*** EXTRACTED RECORDS ***

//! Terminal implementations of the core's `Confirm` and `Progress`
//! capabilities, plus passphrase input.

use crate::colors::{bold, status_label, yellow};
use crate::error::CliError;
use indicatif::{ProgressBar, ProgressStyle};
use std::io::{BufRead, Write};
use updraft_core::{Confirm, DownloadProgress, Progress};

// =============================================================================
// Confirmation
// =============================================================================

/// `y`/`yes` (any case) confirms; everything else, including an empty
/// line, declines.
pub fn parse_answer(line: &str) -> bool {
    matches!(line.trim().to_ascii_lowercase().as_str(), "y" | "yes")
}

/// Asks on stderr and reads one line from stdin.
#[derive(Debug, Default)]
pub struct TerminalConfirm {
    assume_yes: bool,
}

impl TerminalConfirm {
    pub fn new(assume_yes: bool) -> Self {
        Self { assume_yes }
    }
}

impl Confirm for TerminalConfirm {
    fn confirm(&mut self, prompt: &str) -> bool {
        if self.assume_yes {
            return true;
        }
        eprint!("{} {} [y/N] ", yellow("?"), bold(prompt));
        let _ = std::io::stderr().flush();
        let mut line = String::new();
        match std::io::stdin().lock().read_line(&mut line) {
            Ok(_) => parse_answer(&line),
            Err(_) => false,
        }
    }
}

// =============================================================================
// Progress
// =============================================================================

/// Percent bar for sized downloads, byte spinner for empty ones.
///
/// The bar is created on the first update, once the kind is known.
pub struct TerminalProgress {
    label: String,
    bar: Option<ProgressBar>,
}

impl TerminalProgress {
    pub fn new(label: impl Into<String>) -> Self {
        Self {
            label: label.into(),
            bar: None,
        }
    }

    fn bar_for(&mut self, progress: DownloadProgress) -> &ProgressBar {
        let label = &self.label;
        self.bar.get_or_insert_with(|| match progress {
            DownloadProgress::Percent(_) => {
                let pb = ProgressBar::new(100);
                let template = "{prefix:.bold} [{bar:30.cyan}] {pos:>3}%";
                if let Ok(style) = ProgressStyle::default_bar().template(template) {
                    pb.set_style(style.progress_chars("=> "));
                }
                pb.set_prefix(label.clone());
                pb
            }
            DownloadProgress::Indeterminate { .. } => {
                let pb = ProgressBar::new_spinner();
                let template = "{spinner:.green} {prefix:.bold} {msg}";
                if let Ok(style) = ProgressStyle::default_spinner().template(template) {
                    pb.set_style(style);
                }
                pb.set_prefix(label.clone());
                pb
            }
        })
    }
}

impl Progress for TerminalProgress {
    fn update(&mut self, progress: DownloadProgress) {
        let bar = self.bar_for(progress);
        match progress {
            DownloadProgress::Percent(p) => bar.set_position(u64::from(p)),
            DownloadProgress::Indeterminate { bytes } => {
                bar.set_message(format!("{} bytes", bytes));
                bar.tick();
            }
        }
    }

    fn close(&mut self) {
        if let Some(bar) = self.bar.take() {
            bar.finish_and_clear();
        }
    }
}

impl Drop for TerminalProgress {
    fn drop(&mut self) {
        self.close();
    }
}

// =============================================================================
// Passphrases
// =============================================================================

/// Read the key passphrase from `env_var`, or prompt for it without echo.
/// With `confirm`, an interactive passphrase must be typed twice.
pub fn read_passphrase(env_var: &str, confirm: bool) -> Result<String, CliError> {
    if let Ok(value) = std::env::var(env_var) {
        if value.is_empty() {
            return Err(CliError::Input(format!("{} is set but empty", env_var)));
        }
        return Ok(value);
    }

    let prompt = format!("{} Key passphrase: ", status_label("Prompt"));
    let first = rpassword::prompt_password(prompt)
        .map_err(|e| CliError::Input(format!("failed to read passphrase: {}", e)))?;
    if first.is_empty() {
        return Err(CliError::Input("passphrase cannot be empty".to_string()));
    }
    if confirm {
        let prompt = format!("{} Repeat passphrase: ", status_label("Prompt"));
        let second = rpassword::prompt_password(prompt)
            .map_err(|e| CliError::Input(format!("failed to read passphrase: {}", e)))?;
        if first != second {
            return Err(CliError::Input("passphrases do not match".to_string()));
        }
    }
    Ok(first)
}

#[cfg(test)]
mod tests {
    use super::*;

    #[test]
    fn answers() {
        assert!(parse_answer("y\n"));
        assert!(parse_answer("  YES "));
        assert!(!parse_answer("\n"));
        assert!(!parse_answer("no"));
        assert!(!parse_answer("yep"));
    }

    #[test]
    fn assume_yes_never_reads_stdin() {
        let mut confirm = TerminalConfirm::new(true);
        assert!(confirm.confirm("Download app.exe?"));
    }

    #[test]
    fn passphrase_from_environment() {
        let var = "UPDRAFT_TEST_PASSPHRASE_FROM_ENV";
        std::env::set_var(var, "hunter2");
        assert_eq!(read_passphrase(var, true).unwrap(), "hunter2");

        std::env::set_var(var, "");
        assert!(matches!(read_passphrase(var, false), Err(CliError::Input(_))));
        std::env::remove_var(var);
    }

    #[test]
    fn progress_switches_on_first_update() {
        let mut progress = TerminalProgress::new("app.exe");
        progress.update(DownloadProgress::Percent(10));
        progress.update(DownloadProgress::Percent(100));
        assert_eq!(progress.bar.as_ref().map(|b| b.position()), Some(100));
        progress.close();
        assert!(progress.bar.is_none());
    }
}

*** End of EXTRACTED RECORDS ***

• _INSTRUCTIONS FOR THE TASK_: Every record above must be duplicated exactly.

• _RESPONSE TO THE EXERCISE_:
//! Terminal implementations of the core's `Confirm` and `Progress`
//! capabilities, plus passphrase input.

use crate::colors::{bold, status_label, yellow};
use crate::error::CliError;
use indicatif::{ProgressBar, ProgressStyle};
use std::io::{BufRead, Write};
use updraft_core::{Confirm, DownloadProgress, Progress};

// =============================================================================
// Confirmation
// =============================================================================

/// `y`/`yes` (any case) confirms; everything else, including an empty
/// line, declines.
pub fn parse_answer(line: &str) -> bool {
    matches!(line.trim().to_ascii_lowercase().as_str(), "y" | "yes")
}

/// Asks on stderr and reads one line from stdin.
#[derive(Debug, Default)]
pub struct TerminalConfirm {
    assume_yes: bool,
}

impl TerminalConfirm {
    pub fn new(assume_yes: bool) -> Self {
        Self { assume_yes }
    }
}

impl Confirm for TerminalConfirm {
    fn confirm(&mut self, prompt: &str) -> bool {
        if self.assume_yes {
            return true;
        }
        eprint!("{} {} [y/N] ", yellow("?"), bold(prompt));
        let _ = std::io::stderr().flush();
        let mut line = String::new();
        match std::io::stdin().lock().read_line(&mut line) {
            Ok(_) => parse_answer(&line),
            Err(_) => false,
        }
    }
}

// =============================================================================
// Progress
// =============================================================================

/// Percent bar for sized downloads, byte spinner for empty ones.
///
/// The bar is created on the first update, once the kind is known.
pub struct TerminalProgress {
    label: String,
    bar: Option<ProgressBar>,
}

impl TerminalProgress {
    pub fn new(label: impl Into<String>) -> Self {
        Self {
            label: label.into(),
            bar: None,
        }
    }

    fn bar_for(&mut self, progress: DownloadProgress) -> &ProgressBar {
        let label = &self.label;
        self.bar.get_or_insert_with(|| match progress {
            DownloadProgress::Percent(_) => {
                let pb = ProgressBar::new(100);
                let template = "{prefix:.bold} [{bar:30.cyan}] {pos:>3}%";
                if let Ok(style) = ProgressStyle::default_bar().template(template) {
                    pb.set_style(style.progress_chars("=> "));
                }
                pb.set_prefix(label.clone());
                pb
            }
            DownloadProgress::Indeterminate { .. } => {
                let pb = ProgressBar::new_spinner();
                let template = "{spinner:.green} {prefix:.bold} {msg}";
                if let Ok(style) = ProgressStyle::default_spinner().template(template) {
                    pb.set_style(style);
                }
                pb.set_prefix(label.clone());
                pb
            }
        })
    }
}

impl Progress for TerminalProgress {
    fn update(&mut self, progress: DownloadProgress) {
        let bar = self.bar_for(progress);
        match progress {
            DownloadProgress::Percent(p) => bar.set_position(u64::from(p)),
            DownloadProgress::Indeterminate { bytes } => {
                bar.set_message(format!("{} bytes", bytes));
                bar.tick();
            }
        }
    }

    fn close(&mut self) {
        if let Some(bar) = self.bar.take() {
            bar.finish_and_clear();
        }
    }
}

impl Drop for TerminalProgress {
    fn drop(&mut self) {
        self.close();
    }
}

// =============================================================================
// Passphrases
// =============================================================================

/// Read the key passphrase from `env_var`, or prompt for it without echo.
/// With `confirm`, an interactive passphrase must be typed twice.
pub fn read_passphrase(env_var: &str, confirm: bool) -> Result<String, CliError> {
    if let Ok(value) = std::env::var(env_var) {
        if value.is_empty() {
            return Err(CliError::Input(format!("{} is set but empty", env_var)));
        }
        return Ok(value);
    }

    let prompt = format!("{} Key passphrase: ", status_label("Prompt"));
    let first = rpassword::prompt_password(prompt)
        .map_err(|e| CliError::Input(format!("failed to read passphrase: {}", e)))?;
    if first.is_empty() {
        return Err(CliError::Input("passphrase cannot be empty".to_string()));
    }
    if confirm {
        let prompt = format!("{} Repeat passphrase: ", status_label("Prompt"));
        let second = rpassword::prompt_password(prompt)
            .map_err(|e| CliError::Input(format!("failed to read passphrase: {}", e)))?;
        if first != second {
            return Err(CliError::Input("passphrases do not match".to_string()));
        }
    }
    Ok(first)
}

#[cfg(test)]
mod tests {
    use super::*;

    #[test]
    fn answers() {
        assert!(parse_answer("y\n"));
        assert!(parse_answer("  YES "));
        assert!(!parse_answer("\n"));
        assert!(!parse_answer("no"));
        assert!(!parse_answer("yep"));
    }

    #[test]
    fn assume_yes_never_reads_stdin() {
        let mut confirm = TerminalConfirm::new(true);
        assert!(confirm.confirm("Download app.exe?"));
    }

    #[test]
    fn passphrase_from_environment() {
        let var = "UPDRAFT_TEST_PASSPHRASE_FROM_ENV";
        std::env::set_var(var, "hunter2");
        assert_eq!(read_passphrase(var, true).unwrap(), "hunter2");

        std::env::set_var(var, "");
        assert!(matches!(read_passphrase(var, false), Err(CliError::Input(_))));
        std::env::remove_var(var);
    }

    #[test]
    fn progress_switches_on_first_update() {
        let mut progress = TerminalProgress::new("app.exe");
        progress.update(DownloadProgress::Percent(10));
        progress.update(DownloadProgress::Percent(100));
        assert_eq!(progress.bar.as_ref().map(|b| b.position()), Some(100));
        progress.close();
        assert!(progress.bar.is_none());
    }
}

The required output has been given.